Come detto all'inizio, i bianconeri sono in rifondazione e ad essere rinnovata è anche la rosa; che vede l'arrivo di nuovi volti: Deschamps, Jarn, Sousa, Ferrara e Tacchinardi. Molte anche le cessioni, tra queste a lasciare di stucco fu quella di Dino Baggio. Sulla carta la rosa non sembra un granché; eppure i risultati a venire lasciano a bocca aperta i tifosi bianconeri. Il primo anno la vecchia signora porta a casa lo Scudetto e la Coppa Italia.
Ma come è arrivata a ciò? Il mister ci ha messo letteralmente del suo. Ad essere valorizzati sono i 3 attaccanti che compongono il tridente offensivo: Ravanelli, Vialli e il giovane Del Piero. Le 3 punte, in fase di non possesso, cercano di riconquistare immediatamente la palla pressando gli avversari. Molto aggressivo anche il centrocampo: anche qui il lavoro è basato tutto sul pressing; si recupera la sfera e si cerca di mandare immediatamente di verticalizzare per mandare gli attaccanti in porta. A comporre il reparto furono: Deschamps, Conte e Di Livio (con uno dei 3 fuori) che affiancano il regista, Paulo Sousa. Il portoghese è eccellente nelle verticalizzazioni, ma mostra di avere discrete capacità anche nella fase difensiva. Il lavoro che svolgono le due mezz'ali, specialmente Antonio Conte, è quello di inserirsi per creare lo spazio al solito trio davanti. Da sottolineare le qualità di Roberto Baggio: per il pallone d'oro 1993 è l'ultima stagione a Torino. Gioca poco a causa dell'operazione al menisco e questo porta al 20enne Del Piero ad integrarsi subito con la squadra mostrando subito di che pasta è fatto. Nonostante ciò, Baggio quando è chiamato in causa da Lippi mostra le sue abilità come suo solito.
Se risulta aggressiva la metà campo e l'attacco, non può che non esserlo la difesa: uscite forti sugli avversari da parte di Kohler, Porrini e Carrera (chiamati a ruotarsi nell'arco dell'annata). I terzini spingono, specialmente in fase di possesso: il reparto è composto da Ferrara, Jarni e Torricelli.

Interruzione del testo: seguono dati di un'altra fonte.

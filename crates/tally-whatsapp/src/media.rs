// SPDX-FileCopyrightText: 2026 Tally Contributors
// SPDX-License-Identifier: MIT OR Apache-2.0

//! Media download and upload against the Graph API.
//!
//! Inbound media arrives as an id. Resolving it is two requests: the id
//! yields a short-lived URL, and the URL (which also needs the bearer
//! token) yields the bytes.

use reqwest::multipart::{Form, Part};
use tally_core::{MediaPayload, TallyError};
use tracing::debug;

use crate::types::{MediaInfo, UploadedMedia};

/// Endpoint settings shared by every Graph API call.
#[derive(Clone)]
pub struct GraphApi {
    pub client: reqwest::Client,
    pub base_url: String,
    pub version: String,
    pub access_token: String,
}

impl GraphApi {
    pub fn url(&self, path: &str) -> String {
        format!(
            "{}/{}/{}",
            self.base_url.trim_end_matches('/'),
            self.version,
            path.trim_start_matches('/')
        )
    }
}

/// Downloads inbound media by id.
pub async fn download(api: &GraphApi, media_id: &str) -> Result<MediaPayload, TallyError> {
    let response = api
        .client
        .get(api.url(media_id))
        .bearer_auth(&api.access_token)
        .send()
        .await
        .map_err(|e| channel_error("media lookup failed", e))?;
    let response = ensure_success(response, "media lookup").await?;
    let info: MediaInfo = response
        .json()
        .await
        .map_err(|e| channel_error("malformed media lookup response", e))?;

    let response = api
        .client
        .get(&info.url)
        .bearer_auth(&api.access_token)
        .send()
        .await
        .map_err(|e| channel_error("media download failed", e))?;
    let response = ensure_success(response, "media download").await?;
    let bytes = response
        .bytes()
        .await
        .map_err(|e| channel_error("media download interrupted", e))?;

    debug!(media_id, size = bytes.len(), "downloaded media from WhatsApp");
    Ok(MediaPayload {
        bytes: bytes.to_vec(),
        mime_type: info
            .mime_type
            .unwrap_or_else(|| "application/octet-stream".to_string()),
    })
}

/// Uploads a file for later sending; returns the media id.
pub async fn upload(
    api: &GraphApi,
    phone_number_id: &str,
    filename: &str,
    bytes: Vec<u8>,
) -> Result<String, TallyError> {
    let mime = mime_for(filename);
    let part = Part::bytes(bytes)
        .file_name(filename.to_string())
        .mime_str(mime)
        .map_err(|e| channel_error("invalid upload mime type", e))?;
    let form = Form::new()
        .text("messaging_product", "whatsapp")
        .text("type", mime)
        .part("file", part);

    let response = api
        .client
        .post(api.url(&format!("{phone_number_id}/media")))
        .bearer_auth(&api.access_token)
        .multipart(form)
        .send()
        .await
        .map_err(|e| channel_error("media upload failed", e))?;
    let response = ensure_success(response, "media upload").await?;
    let uploaded: UploadedMedia = response
        .json()
        .await
        .map_err(|e| channel_error("malformed media upload response", e))?;
    Ok(uploaded.id)
}

/// Maps a non-2xx response to a channel error carrying Meta's message.
pub async fn ensure_success(
    response: reqwest::Response,
    what: &str,
) -> Result<reqwest::Response, TallyError> {
    let status = response.status();
    if status.is_success() {
        return Ok(response);
    }
    let body = response.text().await.unwrap_or_default();
    let detail = serde_json::from_str::<serde_json::Value>(&body)
        .ok()
        .and_then(|v| v["error"]["message"].as_str().map(str::to_string))
        .unwrap_or(body);
    Err(TallyError::channel(format!(
        "WhatsApp {what} returned {}: {detail}",
        status.as_u16()
    )))
}

fn channel_error(message: &str, err: reqwest::Error) -> TallyError {
    TallyError::Channel {
        message: format!("{message}: {err}"),
        source: Some(Box::new(err)),
    }
}

fn mime_for(filename: &str) -> &'static str {
    match filename.rsplit_once('.').map(|(_, ext)| ext.to_ascii_lowercase()) {
        Some(ext) if ext == "csv" => "text/csv",
        Some(ext) if ext == "json" => "application/json",
        Some(ext) if ext == "txt" => "text/plain",
        Some(ext) if ext == "pdf" => "application/pdf",
        _ => "application/octet-stream",
    }
}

Nella stagione 1995/96 Lippi può essere solo che confermato. La Juventus è tornata, ma soprattutto è tornata a rigiocare la Coppa dei campioni dopo ben 9 edizioni di assenza. Il calciomercato porta nuovi giocatori a Torino: Padovano, Lombardo, Jugovic, Vierchowod, Sorin e Pessotto. Molteplici anche le cessioni, la più importante è sicuramente quella di Baggio al Milan. Tutto sommato, i titolari dei bianconeri sono in gran parte gli stessi della stagione precedente: ad eccezione della difesa che vede Ferrara spesso schierato al centro e a volte è richiamato Vierchowod; con la fascia sinistra ricoperta da Pessotto. Tutto va nel verso giusto: i bianconeri chiudono il Campionato secondi e percorrono un cammino incredibile in Champions; cammino che li porta sul tetto d'Europa battendo squadre di un certo calibro come Dortmund e Real, infine l'Ajax nella finale di Roma. Qualche mese dopo, la vecchia signora si porta a casa anche la Coppa Intercontinentale: basta un gol di Alex Del Piero per piegare il River Plate in quel di Tokyo.

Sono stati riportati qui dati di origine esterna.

// SPDX-FileCopyrightText: 2026 Tally Contributors
// SPDX-License-Identifier: MIT OR Apache-2.0

//! Database connection management with PRAGMA setup, WAL mode, and lifecycle.
//!
//! All writes are serialized through tokio-rusqlite's single background thread.
//! Do NOT create additional Connection instances for writes.

use std::path::Path;

use tally_core::TallyError;
use tracing::debug;

use crate::migrations;

/// Handle to the single SQLite connection.
pub struct Database {
    conn: tokio_rusqlite::Connection,
}

impl Database {
    /// Open (creating if needed) the database at `path`, apply PRAGMAs and
    /// run pending migrations.
    pub async fn open(path: &str) -> Result<Self, TallyError> {
        Self::open_with(path, true).await
    }

    pub async fn open_with(path: &str, wal_mode: bool) -> Result<Self, TallyError> {
        if let Some(parent) = Path::new(path).parent()
            && !parent.as_os_str().is_empty()
        {
            std::fs::create_dir_all(parent).map_err(|e| TallyError::Storage {
                source: Box::new(e),
            })?;
        }

        let conn = tokio_rusqlite::Connection::open(path)
            .await
            .map_err(TallyError::storage)?;

        conn.call(move |conn| -> Result<(), rusqlite::Error> {
            if wal_mode {
                conn.pragma_update(None, "journal_mode", "WAL")?;
            }
            conn.pragma_update(None, "synchronous", "NORMAL")?;
            conn.pragma_update(None, "foreign_keys", "ON")?;
            conn.busy_timeout(std::time::Duration::from_secs(5))?;
            Ok(())
        })
        .await
        .map_err(map_tr_err)?;

        conn.call(|conn| -> Result<Result<(), String>, rusqlite::Error> {
            Ok(migrations::run_migrations(conn).map_err(|e| e.to_string()))
        })
        .await
        .map_err(map_tr_err)?
        .map_err(TallyError::storage)?;

        debug!(path, wal_mode, "database opened");
        Ok(Self { conn })
    }

    /// The shared connection. Query modules call through `connection().call()`.
    pub fn connection(&self) -> &tokio_rusqlite::Connection {
        &self.conn
    }

    /// Checkpoint the WAL and close the connection.
    pub async fn close(self) -> Result<(), TallyError> {
        self.conn
            .call(|conn| -> Result<(), rusqlite::Error> {
                conn.execute_batch("PRAGMA wal_checkpoint(TRUNCATE);")?;
                Ok(())
            })
            .await
            .map_err(map_tr_err)?;
        self.conn.close().await.map_err(map_tr_err)
    }
}

/// Convert a tokio-rusqlite error into a storage error.
pub(crate) fn map_tr_err(err: tokio_rusqlite::Error) -> TallyError {
    TallyError::storage(err)
}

"La gioia dello scudetto l'avevo sentita solo mia, perché gli juventini ne avevano già 22 e io neanche uno. Invece questa (riferito alla Champions) la sento comune, è di tutti i tifosi che la aspettavano da tempo. Era importante anche il tricolore, non fraintendetemi, ma penso che i tifosi godano più per questa, anche perché è stata generata da una grande partita."

Marcello Lippi ha portato un calcio vincente e allo stesso tempo affascinante. Un calcio dove la base avere il pallone tra i piedi per dominare l'avversario è la priorità. Non era scontato vedere un cambio di identità dopo tanti anni con lo stile di gioco di Trapattoni, è pur vero che l'estate del 94 ha visto arrivare una ventata di aria nuova che ha portato nuovi membri in tutti i reparti. Tra questi, giocatori chiamato al sacrificio: ma non il sacrificio come è inteso oggi, cioè tutti in difesa e palla in avanti: ma inteso come corsa; recuperare la palla con un pressing per andare subito in verticale senza quasi dare mai la palla indietro. Tutto ciò ha portato più volte in gol Vialli e Ravanelli; reduci da anni in cui non segnavano con costanza; ma soprattutto ha portato in luce Del Piero.

Il lavoro svolto dal toscano non è stato frutto del caso: lo si noterà gli anni seguenti, dove Lippi raggiungerà altri 3 finali di Champions (purtroppo con esito negativo), conquisterà altri campionati e soprattutto trionferà nel Mondiale del 2006, da tutti noi ben ricordato.